Assignment: The entries below hold a line with "index, owned by the target table." and a line with "counter moves upward.". Return those lines and all that lie between them, exactly and only.

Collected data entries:

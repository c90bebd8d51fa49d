//! Change clauses produced by the diff engine.
//!
//! Every clause borrows the tables, columns and indexes it describes from the
//! two snapshots that were compared. Rendering a clause yields the fragment
//! that follows `ALTER TABLE <name>`; [`alter_statement`] joins a list of
//! them into a full statement.

use std::fmt;

use crate::column::Column;
use crate::index::Index;
use crate::sql::quote_identifier;
use crate::table::Table;

/// Where a column lands after an add or modify.
#[derive(Debug, Clone, Copy)]
pub enum ColumnPosition<'a> {
    /// Placed before every other column.
    First,
    /// Placed right after the given column.
    After(&'a Column),
}

impl ColumnPosition<'_> {
    fn suffix(self) -> String {
        match self {
            Self::First => String::from(" FIRST"),
            Self::After(col) => format!(" AFTER {}", quote_identifier(&col.name)),
        }
    }
}

fn position_suffix(position: Option<ColumnPosition<'_>>) -> String {
    position.map(ColumnPosition::suffix).unwrap_or_default()
}

// ---- Payloads ----

/// Adds a column present only in the target table.
#[derive(Debug, Clone, Copy)]
pub struct AddColumn<'a> {
    /// The target table.
    pub table: &'a Table,
    /// The new column, owned by the target table.
    pub column: &'a Column,
    /// `None` appends the column at the end.
    pub position: Option<ColumnPosition<'a>>,
}

/// Drops a column present only in the source table.
#[derive(Debug, Clone, Copy)]
pub struct DropColumn<'a> {
    /// The source table, which owns `column`.
    pub table: &'a Table,
    /// The column being removed.
    pub column: &'a Column,
}

/// Changes a column's definition, its position, or both.
#[derive(Debug, Clone, Copy)]
pub struct ModifyColumn<'a> {
    /// The target table.
    pub table: &'a Table,
    /// The column as it exists in the source table.
    pub original: &'a Column,
    /// The column as it exists in the target table.
    pub new: &'a Column,
    /// `None` when only the definition changed.
    pub position: Option<ColumnPosition<'a>>,
}

/// Adds a secondary index or primary key.
#[derive(Debug, Clone, Copy)]
pub struct AddIndex<'a> {
    /// The target table.
    pub table: &'a Table,
    /// The new index, owned by the target table.
    pub index: &'a Index,
}

/// Drops a secondary index or primary key.
#[derive(Debug, Clone, Copy)]
pub struct DropIndex<'a> {
    /// The target table.
    pub table: &'a Table,
    /// The index being removed, owned by the source table.
    pub index: &'a Index,
}

/// Changes the table's next auto-increment value.
#[derive(Debug, Clone, Copy)]
pub struct ChangeAutoIncrement<'a> {
    /// The target table.
    pub table: &'a Table,
    /// Counter in the source table.
    pub old_next_auto_increment: u64,
    /// Counter in the target table.
    pub new_next_auto_increment: u64,
}

macro_rules! impl_position_accessors {
    ($($ty:ident),*) => {$(
        impl<'a> $ty<'a> {
            /// Returns whether the column is placed first.
            #[must_use]
            pub const fn position_first(&self) -> bool {
                matches!(self.position, Some(ColumnPosition::First))
            }

            /// Returns the column this one is placed after, if any.
            #[must_use]
            pub const fn position_after(&self) -> Option<&'a Column> {
                match self.position {
                    Some(ColumnPosition::After(col)) => Some(col),
                    _ => None,
                }
            }
        }
    )*};
}

impl_position_accessors!(AddColumn, ModifyColumn);

impl ChangeAutoIncrement<'_> {
    /// Returns whether the counter moves upward.
    #[must_use]
    pub const fn is_increase(&self) -> bool {
        self.new_next_auto_increment > self.old_next_auto_increment
    }
}

// ---- Clause ----

/// One structural change to a table.
#[derive(Debug, Clone, Copy)]
pub enum TableAlter<'a> {
    /// `ADD COLUMN`.
    AddColumn(AddColumn<'a>),
    /// `DROP COLUMN`.
    DropColumn(DropColumn<'a>),
    /// `MODIFY COLUMN`, for a changed or moved column.
    ModifyColumn(ModifyColumn<'a>),
    /// `ADD` of a key or the primary key.
    AddIndex(AddIndex<'a>),
    /// `DROP KEY` or `DROP PRIMARY KEY`.
    DropIndex(DropIndex<'a>),
    /// `AUTO_INCREMENT = n` table option.
    ChangeAutoIncrement(ChangeAutoIncrement<'a>),
}

impl<'a> TableAlter<'a> {
    /// Returns the table the clause refers to: the source table for column
    /// drops, the target table otherwise.
    #[must_use]
    pub const fn table(&self) -> &'a Table {
        match self {
            Self::AddColumn(c) => c.table,
            Self::DropColumn(c) => c.table,
            Self::ModifyColumn(c) => c.table,
            Self::AddIndex(c) => c.table,
            Self::DropIndex(c) => c.table,
            Self::ChangeAutoIncrement(c) => c.table,
        }
    }

    /// Renders the clause as an `ALTER TABLE` fragment.
    #[must_use]
    pub fn clause(&self) -> String {
        match self {
            Self::AddColumn(c) => format!(
                "ADD COLUMN {}{}",
                c.column.definition(),
                position_suffix(c.position)
            ),
            Self::DropColumn(c) => format!("DROP COLUMN {}", quote_identifier(&c.column.name)),
            Self::ModifyColumn(c) => format!(
                "MODIFY COLUMN {}{}",
                c.new.definition(),
                position_suffix(c.position)
            ),
            Self::AddIndex(c) => format!("ADD {}", c.index.definition()),
            Self::DropIndex(c) => {
                if c.index.primary_key {
                    String::from("DROP PRIMARY KEY")
                } else {
                    format!("DROP KEY {}", quote_identifier(&c.index.name))
                }
            }
            Self::ChangeAutoIncrement(c) => {
                format!("AUTO_INCREMENT = {}", c.new_next_auto_increment)
            }
        }
    }
}

impl fmt::Display for TableAlter<'_> {
    fn fmt(&self, f: &mut fmt::Formatter<'_>) -> fmt::Result {
        f.write_str(&self.clause())
    }
}

/// Joins clauses into one `ALTER TABLE` statement for `table`.
///
/// Returns `None` when there is nothing to change.
#[must_use]
pub fn alter_statement(table: &Table, clauses: &[TableAlter<'_>]) -> Option<String> {
    if clauses.is_empty() {
        return None;
    }
    let rendered: Vec<String> = clauses.iter().map(TableAlter::clause).collect();
    Some(format!(
        "ALTER TABLE {} {}",
        quote_identifier(&table.name),
        rendered.join(", ")
    ))
}
#![allow(dead_code)]

use oxide_table_diff::{Column, ColumnDefault, Index, Table, TableAlter};

/// `SHOW CREATE TABLE` output for [`actor_table`].
pub fn actor_statement(next_auto_increment: u64) -> String {
    let auto_increment = if next_auto_increment > 1 {
        format!(" AUTO_INCREMENT={next_auto_increment}")
    } else {
        String::new()
    };
    format!(
        "CREATE TABLE `actor` (
  `actor_id` smallint(5) unsigned NOT NULL AUTO_INCREMENT,
  `first_name` varchar(45) NOT NULL,
  `last_name` varchar(45) NOT NULL,
  `last_updated` timestamp(3) NOT NULL DEFAULT CURRENT_TIMESTAMP(3) ON UPDATE CURRENT_TIMESTAMP(3),
  `ssn` char(10) NOT NULL,
  `alive` tinyint(1) NOT NULL DEFAULT '1',
  PRIMARY KEY (`actor_id`),
  UNIQUE KEY `idx_ssn` (`ssn`),
  KEY `idx_actor_name` (`last_name`(10),`first_name`(1))
) ENGINE=InnoDB{auto_increment} DEFAULT CHARSET=utf8"
    )
}

fn actor_model(next_auto_increment: u64) -> Table {
    Table::new("actor")
        .char_set("utf8")
        .column(
            Column::new("actor_id", "smallint(5) unsigned")
                .not_null()
                .auto_increment(),
        )
        .column(Column::new("first_name", "varchar(45)").not_null())
        .column(Column::new("last_name", "varchar(45)").not_null())
        .column(
            Column::new("last_updated", "timestamp(3)")
                .not_null()
                .default(ColumnDefault::expression("CURRENT_TIMESTAMP(3)"))
                .extra("ON UPDATE CURRENT_TIMESTAMP(3)"),
        )
        .column(Column::new("ssn", "char(10)").not_null())
        .column(
            Column::new("alive", "tinyint(1)")
                .not_null()
                .default(ColumnDefault::value("1")),
        )
        .primary_key(Index::primary().column("actor_id"))
        .index(Index::new("idx_ssn").column("ssn").unique())
        .index(
            Index::new("idx_actor_name")
                .prefix("last_name", 10)
                .prefix("first_name", 1),
        )
        .next_auto_increment(next_auto_increment)
}

/// A supported table with an auto-increment primary key, a unique index and
/// a prefix index.
pub fn actor_table(next_auto_increment: u64) -> Table {
    actor_model(next_auto_increment).captured(actor_statement(next_auto_increment))
}

/// The actor table as reported by a server that also has a FULLTEXT index
/// the model cannot describe.
pub fn unsupported_table() -> Table {
    let statement = actor_statement(1).replace(
        "\n) ENGINE",
        ",\n  FULLTEXT KEY `ft_name` (`last_name`)\n) ENGINE",
    );
    actor_model(1).captured(statement)
}

/// `SHOW CREATE TABLE` output for [`grab_bag_table`].
pub const GRAB_BAG_STATEMENT: &str = "CREATE TABLE `grab_bag` (
  `owner_id` int(10) unsigned NOT NULL,
  `slot` tinyint(3) unsigned NOT NULL DEFAULT '0',
  `label` varchar(100) CHARACTER SET latin1 COLLATE latin1_swedish_ci NOT NULL DEFAULT '',
  `notes` text,
  `price` decimal(10,2) DEFAULT NULL,
  `created_at` datetime NOT NULL DEFAULT CURRENT_TIMESTAMP,
  `flags` set('a','b','c') DEFAULT NULL COMMENT 'feature flags',
  PRIMARY KEY (`owner_id`,`slot`),
  KEY `idx_label` (`label`(20))
) ENGINE=InnoDB DEFAULT CHARSET=utf8mb4 COLLATE=utf8mb4_unicode_ci COMMENT='assorted column types'";

/// A supported table without auto-increment, exercising most column and
/// table options.
pub fn grab_bag_table() -> Table {
    Table::new("grab_bag")
        .collation("utf8mb4_unicode_ci")
        .comment("assorted column types")
        .column(Column::new("owner_id", "int(10) unsigned").not_null())
        .column(
            Column::new("slot", "tinyint(3) unsigned")
                .not_null()
                .default(ColumnDefault::value("0")),
        )
        .column(
            Column::new("label", "varchar(100)")
                .char_set("latin1")
                .collation("latin1_swedish_ci")
                .not_null()
                .default(ColumnDefault::value("")),
        )
        .column(Column::new("notes", "text").default(ColumnDefault::Null))
        .column(Column::new("price", "decimal(10,2)").default(ColumnDefault::Null))
        .column(
            Column::new("created_at", "datetime")
                .not_null()
                .default(ColumnDefault::expression("CURRENT_TIMESTAMP")),
        )
        .column(
            Column::new("flags", "set('a','b','c')")
                .default(ColumnDefault::Null)
                .comment("feature flags"),
        )
        .primary_key(Index::primary().column("owner_id").column("slot"))
        .index(Index::new("idx_label").prefix("label", 20))
        .captured(GRAB_BAG_STATEMENT)
}

/// Position of the named column in `table`.
pub fn column_index(table: &Table, name: &str) -> usize {
    table
        .columns
        .iter()
        .position(|c| c.name == name)
        .unwrap_or_else(|| panic!("no column {name} in {}", table.name))
}

/// Renders each clause as its `ALTER TABLE` fragment.
pub fn rendered(clauses: &[TableAlter<'_>]) -> Vec<String> {
    clauses.iter().map(TableAlter::clause).collect()
}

Expected answer:
    /// The new index, owned by the target table.
    pub index: &'a Index,
}

/// Drops a secondary index or primary key.
#[derive(Debug, Clone, Copy)]
pub struct DropIndex<'a> {
    /// The target table.
    pub table: &'a Table,
    /// The index being removed, owned by the source table.
    pub index: &'a Index,
}

/// Changes the table's next auto-increment value.
#[derive(Debug, Clone, Copy)]
pub struct ChangeAutoIncrement<'a> {
    /// The target table.
    pub table: &'a Table,
    /// Counter in the source table.
    pub old_next_auto_increment: u64,
    /// Counter in the target table.
    pub new_next_auto_increment: u64,
}

macro_rules! impl_position_accessors {
    ($($ty:ident),*) => {$(
        impl<'a> $ty<'a> {
            /// Returns whether the column is placed first.
            #[must_use]
            pub const fn position_first(&self) -> bool {
                matches!(self.position, Some(ColumnPosition::First))
            }

            /// Returns the column this one is placed after, if any.
            #[must_use]
            pub const fn position_after(&self) -> Option<&'a Column> {
                match self.position {
                    Some(ColumnPosition::After(col)) => Some(col),
                    _ => None,
                }
            }
        }
    )*};
}

impl_position_accessors!(AddColumn, ModifyColumn);

impl ChangeAutoIncrement<'_> {
    /// Returns whether the counter moves upward.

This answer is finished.